■ What you are asked to do
Your output should be the lines of the data that follow, reproduced exactly from the first through the line bearing "use crate::graph::CostGraph;".

Saved entries
►
//! End-to-end architecture recommendation.
//!
//! Every layer is evaluated for every provider, the storage tiers go through
//! the cheapest-path search, and the remaining layers are picked greedily.

use crate::error::{CostError, Result};
use crate::graph::CostGraph;
use crate::layers::twin_management::TwinQueryModel;
use crate::layers::{
    acquisition, processing, storage, twin_management, visualization, Layer, LayerCostResult,
};
use crate::path::{cheapest_path, PathResult};
use crate::pricing::PricingTable;
use crate::provider::{Provider, StorageNode, StorageTier};
use crate::transfer::{Endpoint, TransferCostMatrix};
use crate::workload::WorkloadInput;
use serde::{Deserialize, Serialize, Serializer};
use std::fmt;
use tracing::{debug, info};

#[derive(Debug, Clone, Copy, Default, PartialEq, Eq, Serialize, Deserialize)]
pub struct RecommenderOptions {
    pub twin_query_model: TwinQueryModel,
}

/// Every provider's result for one layer, in canonical provider order
#[derive(Debug, Clone, PartialEq, Serialize)]
#[serde(rename_all = "camelCase")]
pub struct LayerComparison {
    pub layer: Layer,
    pub results: Vec<LayerCostResult>,
}

impl LayerComparison {
    pub fn result(&self, provider: Provider) -> Option<&LayerCostResult> {
        self.results.iter().find(|r| r.provider() == provider)
    }
}

/// Role a segment plays in the recommended architecture
#[derive(Debug, Clone, Copy, PartialEq, Eq)]
pub enum SegmentKind {
    Feeder,
    Storage(StorageTier),
    TwinManagement,
    Visualization,
    TwinAndVisualization,
}

/// One labelled step of the recommended architecture, e.g. `AWS_Feeder`
#[derive(Debug, Clone, Copy, PartialEq, Eq)]
pub struct PathSegment {
    pub provider: Provider,
    pub kind: SegmentKind,
}

impl fmt::Display for PathSegment {
    fn fmt(&self, f: &mut fmt::Formatter<'_>) -> fmt::Result {
        match self.kind {
            SegmentKind::Feeder => write!(f, "{}_Feeder", self.provider),
            SegmentKind::Storage(tier) => write!(f, "{}_{}", self.provider, tier),
            SegmentKind::TwinManagement => write!(f, "{}_TwinManagement", self.provider),
            SegmentKind::Visualization => write!(f, "{}_Visualization", self.provider),
            SegmentKind::TwinAndVisualization => {
                write!(f, "{}_TwinManagement+Visualization", self.provider)
            }
        }
    }
}

impl Serialize for PathSegment {
    fn serialize<S: Serializer>(&self, serializer: S) -> std::result::Result<S::Ok, S::Error> {
        serializer.collect_str(self)
    }
}

#[derive(Debug, Clone, PartialEq, Serialize)]
#[serde(rename_all = "camelCase")]
pub struct Recommendation {
    pub layers: Vec<LayerComparison>,
    pub transfers: TransferCostMatrix,
    pub storage_path: PathResult,
    pub feeder: Provider,
    pub twin_management: Provider,
    pub visualization: Provider,
    pub path: Vec<PathSegment>,
    pub total_monthly_cost: f64,
}

impl Recommendation {
    pub fn layer(&self, layer: Layer) -> Option<&LayerComparison> {
        self.layers.iter().find(|c| c.layer == layer)
    }

    pub fn path_labels(&self) -> Vec<String> {
        self.path.iter().map(|segment| segment.to_string()).collect()
    }
}

/// Produces recommendations against one immutable pricing table
pub struct ArchitectureRecommender<'a> {
    pricing: &'a PricingTable,
    options: RecommenderOptions,
}

impl<'a> ArchitectureRecommender<'a> {
    pub fn new(pricing: &'a PricingTable, options: RecommenderOptions) -> Self {
        Self { pricing, options }
    }

    pub fn recommend(&self, workload: &WorkloadInput) -> Result<Recommendation> {
        workload.validate()?;
        let pricing = self.pricing;

        let acquisition = per_provider(|p| acquisition::compute(p, workload, pricing))?;
        let processing = per_provider(|p| processing::compute(p, workload, pricing))?;

        // each provider's tiers chain from its own processing result
        let mut hot = Vec::with_capacity(Provider::ALL.len());
        let mut cool = Vec::with_capacity(Provider::ALL.len());
        let mut archive = Vec::with_capacity(Provider::ALL.len());
        for (i, provider) in Provider::ALL.into_iter().enumerate() {
            let h = storage::compute(
                StorageNode::new(StorageTier::Hot, provider),
                &processing[i],
                workload,
                pricing,
            )?;
            let c = storage::compute(StorageNode::new(StorageTier::Cool, provider), &h, workload, pricing)?;
            let a = storage::compute(
                StorageNode::new(StorageTier::Archive, provider),
                &c,
                workload,
                pricing,
            )?;
            hot.push(h);
            cool.push(c);
            archive.push(a);
        }

        let storage_results: Vec<LayerCostResult> =
            hot.iter().chain(&cool).chain(&archive).cloned().collect();
        let graph = CostGraph::build(&storage_results, pricing)?;
        let storage_path = cheapest_path(
            &graph,
            &StorageNode::in_tier(StorageTier::Hot),
            &StorageNode::in_tier(StorageTier::Archive),
        )?;
        let first_storage = storage_path
            .start()
            .ok_or_else(|| CostError::GraphUnreachable("storage path is empty".to_string()))?;

        let mut transfers = TransferCostMatrix::new();
        for provider in Provider::ALL {
            transfers.record(
                Endpoint::Acquisition(provider),
                Endpoint::Processing(provider),
                0.0,
                0.0,
            );
        }
        for (i, provider) in Provider::ALL.into_iter().enumerate() {
            let volume = processing[i].require_data_size()?;
            for hot_node in StorageNode::in_tier(StorageTier::Hot) {
                transfers.insert(
                    Endpoint::Processing(provider),
                    Endpoint::Storage(hot_node),
                    volume,
                    pricing,
                )?;
            }
        }
        for (from, edge) in graph.edges() {
            transfers.record(
                Endpoint::Storage(from),
                Endpoint::Storage(edge.to),
                graph.node(from).data_size_in_gb,
                edge.weight,
            );
        }

        let mut feeder_costs = [(Provider::Aws, 0.0), (Provider::Azure, 0.0)];
        for (i, provider) in Provider::ALL.into_iter().enumerate() {
            let edge = feeder_edge(&transfers, provider, first_storage)?;
            let pre_storage = acquisition[i].total_monthly_cost() + processing[i].total_monthly_cost();
            feeder_costs[i] = (provider, pre_storage + edge);
        }
        let feeder = Provider::cheaper_of(feeder_costs);
        debug!(?feeder_costs, %feeder, "feeder selection");

        let twin_providers: Vec<Provider> = if workload.needs_3d_model() {
            Provider::ALL.into_iter().filter(|p| p.supports_3d_scenes()).collect()
        } else {
            Provider::ALL.to_vec()
        };
        let twin = twin_providers
            .iter()
            .map(|&p| twin_management::compute(p, workload, pricing, self.options.twin_query_model))
            .collect::<Result<Vec<_>>>()?;
        let twin_choice = cheapest_result(&twin)?;

        let viz = per_provider(|p| visualization::compute(p, workload, pricing))?;
        let viz_choice = cheapest_result(&viz)?;

        for provider in Provider::ALL {
            transfers.record(
                Endpoint::TwinManagement(provider),
                Endpoint::Visualization(provider),
                0.0,
                0.0,
            );
        }

        let mut path = vec![PathSegment {
            provider: feeder,
            kind: SegmentKind::Feeder,
        }];
        path.extend(storage_path.nodes.iter().map(|node| PathSegment {
            provider: node.provider,
            kind: SegmentKind::Storage(node.tier),
        }));
        if twin_choice.provider() == viz_choice.provider() {
            path.push(PathSegment {
                provider: twin_choice.provider(),
                kind: SegmentKind::TwinAndVisualization,
            });
        } else {
            path.push(PathSegment {
                provider: twin_choice.provider(),
                kind: SegmentKind::TwinManagement,
            });
            path.push(PathSegment {
                provider: viz_choice.provider(),
                kind: SegmentKind::Visualization,
            });
        }

        let total_monthly_cost = feeder_costs[feeder.index()].1
            + storage_path.total_cost
            + twin_choice.total_monthly_cost()
            + viz_choice.total_monthly_cost();

        let recommendation = Recommendation {
            layers: vec![
                LayerComparison {
                    layer: Layer::Acquisition,
                    results: acquisition,
                },
                LayerComparison {
                    layer: Layer::Processing,
                    results: processing,
                },
                LayerComparison {
                    layer: Layer::HotStorage,
                    results: hot,
                },
                LayerComparison {
                    layer: Layer::CoolStorage,
                    results: cool,
                },
                LayerComparison {
                    layer: Layer::ArchiveStorage,
                    results: archive,
                },
                LayerComparison {
                    layer: Layer::TwinManagement,
                    results: twin,
                },
                LayerComparison {
                    layer: Layer::Visualization,
                    results: viz,
                },
            ],
            transfers,
            storage_path,
            feeder,
            twin_management: twin_choice.provider(),
            visualization: viz_choice.provider(),
            path,
            total_monthly_cost,
        };

        info!(
            path = ?recommendation.path_labels(),
            total_monthly_cost,
            "architecture recommended"
        );
        Ok(recommendation)
    }
}

fn per_provider(
    compute: impl FnMut(Provider) -> Result<LayerCostResult>,
) -> Result<Vec<LayerCostResult>> {
    Provider::ALL.into_iter().map(compute).collect()
}

/// Priced move from a provider's processing layer into the first storage node
fn feeder_edge(
    transfers: &TransferCostMatrix,
    provider: Provider,
    first_storage: StorageNode,
) -> Result<f64> {
    transfers
        .get(Endpoint::Processing(provider), Endpoint::Storage(first_storage))
        .ok_or_else(|| {
            CostError::configuration(format!(
                "no transfer priced from {} to {}",
                Endpoint::Processing(provider),
                first_storage
            ))
        })
}

/// Cheapest result; results are in canonical order so the first wins a tie
fn cheapest_result(results: &[LayerCostResult]) -> Result<LayerCostResult> {
    results
        .iter()
        .fold(None, |best: Option<&LayerCostResult>, r| match best {
            Some(b) if b.total_monthly_cost() <= r.total_monthly_cost() => Some(b),
            _ => Some(r),
        })
        .cloned()
        .ok_or_else(|| CostError::configuration("no provider evaluated for layer"))
}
◄
■ Solution to the problem
//! End-to-end architecture recommendation.
//!
//! Every layer is evaluated for every provider, the storage tiers go through
//! the cheapest-path search, and the remaining layers are picked greedily.

use crate::error::{CostError, Result};
use crate::graph::CostGraph;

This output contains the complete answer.